▼

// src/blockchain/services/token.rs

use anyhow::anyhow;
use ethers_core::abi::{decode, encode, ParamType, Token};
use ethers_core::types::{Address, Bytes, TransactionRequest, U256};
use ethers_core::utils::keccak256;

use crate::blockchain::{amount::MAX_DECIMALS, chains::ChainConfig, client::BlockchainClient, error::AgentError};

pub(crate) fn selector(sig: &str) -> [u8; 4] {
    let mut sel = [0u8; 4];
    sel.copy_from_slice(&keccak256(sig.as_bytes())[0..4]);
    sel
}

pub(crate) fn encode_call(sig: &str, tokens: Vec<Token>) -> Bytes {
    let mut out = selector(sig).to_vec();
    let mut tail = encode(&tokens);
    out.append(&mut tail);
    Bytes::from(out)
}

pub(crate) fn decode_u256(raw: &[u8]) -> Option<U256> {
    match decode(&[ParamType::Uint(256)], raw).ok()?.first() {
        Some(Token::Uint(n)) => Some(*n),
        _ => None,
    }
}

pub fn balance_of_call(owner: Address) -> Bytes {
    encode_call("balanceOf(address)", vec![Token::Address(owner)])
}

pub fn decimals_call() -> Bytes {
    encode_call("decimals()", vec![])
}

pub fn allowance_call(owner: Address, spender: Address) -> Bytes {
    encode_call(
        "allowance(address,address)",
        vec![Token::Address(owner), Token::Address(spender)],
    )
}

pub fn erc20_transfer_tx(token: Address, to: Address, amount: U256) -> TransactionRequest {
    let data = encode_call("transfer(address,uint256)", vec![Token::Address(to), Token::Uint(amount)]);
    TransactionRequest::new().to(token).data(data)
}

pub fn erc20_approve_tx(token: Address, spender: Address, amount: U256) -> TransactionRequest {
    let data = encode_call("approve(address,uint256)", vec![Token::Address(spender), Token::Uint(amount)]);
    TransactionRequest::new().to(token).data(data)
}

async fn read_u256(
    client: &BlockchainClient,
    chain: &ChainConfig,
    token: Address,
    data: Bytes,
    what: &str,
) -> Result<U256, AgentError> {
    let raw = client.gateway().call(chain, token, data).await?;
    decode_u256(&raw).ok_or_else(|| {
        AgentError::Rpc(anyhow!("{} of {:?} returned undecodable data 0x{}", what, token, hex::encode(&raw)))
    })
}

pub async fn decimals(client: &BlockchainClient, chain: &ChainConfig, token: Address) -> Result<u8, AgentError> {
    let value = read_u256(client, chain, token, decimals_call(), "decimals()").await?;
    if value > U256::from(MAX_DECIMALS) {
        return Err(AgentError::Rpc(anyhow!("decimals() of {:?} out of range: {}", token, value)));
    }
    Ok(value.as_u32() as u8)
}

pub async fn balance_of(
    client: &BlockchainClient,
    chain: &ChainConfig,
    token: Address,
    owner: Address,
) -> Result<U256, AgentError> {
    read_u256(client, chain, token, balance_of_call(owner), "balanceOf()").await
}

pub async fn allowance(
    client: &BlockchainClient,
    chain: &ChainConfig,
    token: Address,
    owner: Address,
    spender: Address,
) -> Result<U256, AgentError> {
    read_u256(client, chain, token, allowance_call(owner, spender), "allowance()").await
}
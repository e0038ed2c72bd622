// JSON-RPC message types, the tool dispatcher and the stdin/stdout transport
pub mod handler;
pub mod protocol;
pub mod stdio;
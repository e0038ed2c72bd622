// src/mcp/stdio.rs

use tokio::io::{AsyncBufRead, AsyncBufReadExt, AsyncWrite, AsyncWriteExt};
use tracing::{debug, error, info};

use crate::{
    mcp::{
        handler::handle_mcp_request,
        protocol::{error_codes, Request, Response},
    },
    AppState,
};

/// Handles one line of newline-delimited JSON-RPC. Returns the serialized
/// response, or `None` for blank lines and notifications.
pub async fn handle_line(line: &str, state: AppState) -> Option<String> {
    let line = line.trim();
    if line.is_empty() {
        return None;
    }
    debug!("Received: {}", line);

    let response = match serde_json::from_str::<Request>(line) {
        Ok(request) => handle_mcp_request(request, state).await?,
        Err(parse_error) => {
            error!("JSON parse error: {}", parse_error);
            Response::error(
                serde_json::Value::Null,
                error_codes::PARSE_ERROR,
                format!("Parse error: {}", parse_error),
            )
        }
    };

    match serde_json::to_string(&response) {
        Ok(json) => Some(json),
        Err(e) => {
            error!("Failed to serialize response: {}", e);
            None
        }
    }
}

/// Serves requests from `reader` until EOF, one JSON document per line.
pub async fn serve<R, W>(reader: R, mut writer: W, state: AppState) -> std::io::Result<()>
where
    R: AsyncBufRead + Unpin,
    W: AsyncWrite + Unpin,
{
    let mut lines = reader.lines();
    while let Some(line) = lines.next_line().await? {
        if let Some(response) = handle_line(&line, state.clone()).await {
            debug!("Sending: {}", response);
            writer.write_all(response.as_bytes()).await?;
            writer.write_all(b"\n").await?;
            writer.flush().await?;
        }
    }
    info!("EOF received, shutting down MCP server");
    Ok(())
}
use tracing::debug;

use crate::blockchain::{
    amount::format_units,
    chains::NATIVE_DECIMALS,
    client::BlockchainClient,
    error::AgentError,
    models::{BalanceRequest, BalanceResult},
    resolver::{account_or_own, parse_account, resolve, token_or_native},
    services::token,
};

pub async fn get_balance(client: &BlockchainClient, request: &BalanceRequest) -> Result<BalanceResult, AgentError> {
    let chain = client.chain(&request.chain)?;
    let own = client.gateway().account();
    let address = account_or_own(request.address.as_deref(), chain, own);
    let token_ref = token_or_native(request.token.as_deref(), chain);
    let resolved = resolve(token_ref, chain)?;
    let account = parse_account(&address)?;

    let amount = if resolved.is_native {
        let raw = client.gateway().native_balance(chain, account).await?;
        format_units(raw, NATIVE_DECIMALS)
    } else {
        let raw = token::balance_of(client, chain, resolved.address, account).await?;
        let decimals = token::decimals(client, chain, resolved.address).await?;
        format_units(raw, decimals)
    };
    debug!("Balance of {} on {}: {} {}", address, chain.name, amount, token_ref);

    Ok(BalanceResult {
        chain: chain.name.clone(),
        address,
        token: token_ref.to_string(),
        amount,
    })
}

▲
▼

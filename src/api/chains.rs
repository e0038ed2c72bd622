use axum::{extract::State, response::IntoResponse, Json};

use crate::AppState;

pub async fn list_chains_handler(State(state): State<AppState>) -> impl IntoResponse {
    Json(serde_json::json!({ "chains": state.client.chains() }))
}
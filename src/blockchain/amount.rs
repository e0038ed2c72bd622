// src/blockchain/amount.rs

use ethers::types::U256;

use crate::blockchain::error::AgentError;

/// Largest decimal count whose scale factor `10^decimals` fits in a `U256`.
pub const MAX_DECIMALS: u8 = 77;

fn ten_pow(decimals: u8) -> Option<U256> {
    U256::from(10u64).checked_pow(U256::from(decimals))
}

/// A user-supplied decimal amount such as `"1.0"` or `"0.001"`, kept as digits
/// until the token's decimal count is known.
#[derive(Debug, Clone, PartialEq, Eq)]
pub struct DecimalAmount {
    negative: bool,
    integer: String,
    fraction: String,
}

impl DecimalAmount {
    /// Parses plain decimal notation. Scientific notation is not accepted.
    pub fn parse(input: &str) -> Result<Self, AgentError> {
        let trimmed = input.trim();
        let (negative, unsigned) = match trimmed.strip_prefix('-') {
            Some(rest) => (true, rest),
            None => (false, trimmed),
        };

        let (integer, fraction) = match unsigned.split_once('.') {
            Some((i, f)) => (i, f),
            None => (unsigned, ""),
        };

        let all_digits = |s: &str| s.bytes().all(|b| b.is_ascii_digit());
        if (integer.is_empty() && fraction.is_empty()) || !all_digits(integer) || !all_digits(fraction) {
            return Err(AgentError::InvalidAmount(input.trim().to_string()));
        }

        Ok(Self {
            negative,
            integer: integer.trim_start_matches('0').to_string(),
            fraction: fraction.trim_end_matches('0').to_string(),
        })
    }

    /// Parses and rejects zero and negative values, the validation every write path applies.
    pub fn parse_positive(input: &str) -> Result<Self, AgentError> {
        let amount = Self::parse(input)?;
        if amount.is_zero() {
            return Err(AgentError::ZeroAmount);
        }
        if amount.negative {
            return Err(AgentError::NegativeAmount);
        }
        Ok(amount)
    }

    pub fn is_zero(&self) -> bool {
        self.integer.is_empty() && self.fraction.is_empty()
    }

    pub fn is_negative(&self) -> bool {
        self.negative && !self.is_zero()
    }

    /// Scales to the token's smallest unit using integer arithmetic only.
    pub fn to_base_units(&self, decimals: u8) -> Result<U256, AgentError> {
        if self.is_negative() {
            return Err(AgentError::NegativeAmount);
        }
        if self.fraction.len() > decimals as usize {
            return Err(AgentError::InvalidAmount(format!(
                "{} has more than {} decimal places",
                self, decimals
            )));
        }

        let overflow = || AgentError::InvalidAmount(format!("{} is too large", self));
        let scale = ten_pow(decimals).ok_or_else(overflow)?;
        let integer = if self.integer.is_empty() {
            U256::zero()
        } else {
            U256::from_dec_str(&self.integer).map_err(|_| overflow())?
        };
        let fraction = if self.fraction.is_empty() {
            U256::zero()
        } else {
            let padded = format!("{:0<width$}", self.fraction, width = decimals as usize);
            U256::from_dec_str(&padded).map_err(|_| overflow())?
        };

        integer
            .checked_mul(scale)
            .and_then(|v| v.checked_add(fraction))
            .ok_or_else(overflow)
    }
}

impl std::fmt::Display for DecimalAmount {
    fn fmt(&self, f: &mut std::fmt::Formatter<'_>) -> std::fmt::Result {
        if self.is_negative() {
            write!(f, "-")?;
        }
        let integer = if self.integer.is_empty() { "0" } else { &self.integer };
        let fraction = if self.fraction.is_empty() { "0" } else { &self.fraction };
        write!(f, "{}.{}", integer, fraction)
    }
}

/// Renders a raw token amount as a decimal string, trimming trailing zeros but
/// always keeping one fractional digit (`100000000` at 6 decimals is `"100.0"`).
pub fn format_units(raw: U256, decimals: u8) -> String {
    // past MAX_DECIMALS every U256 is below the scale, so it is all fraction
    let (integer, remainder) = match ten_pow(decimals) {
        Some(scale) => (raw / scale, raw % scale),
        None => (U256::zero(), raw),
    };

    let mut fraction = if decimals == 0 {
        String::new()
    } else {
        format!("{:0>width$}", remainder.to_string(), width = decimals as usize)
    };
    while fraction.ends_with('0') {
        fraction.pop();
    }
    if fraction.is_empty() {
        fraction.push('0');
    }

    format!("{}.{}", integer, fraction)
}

▲

- **Instructions to follow**
If a line in the records contains the string "lines", copy it out.

- **Answer area**
/// response, or `None` for blank lines and notifications.
    let mut lines = reader.lines();
    while let Some(line) = lines.next_line().await? {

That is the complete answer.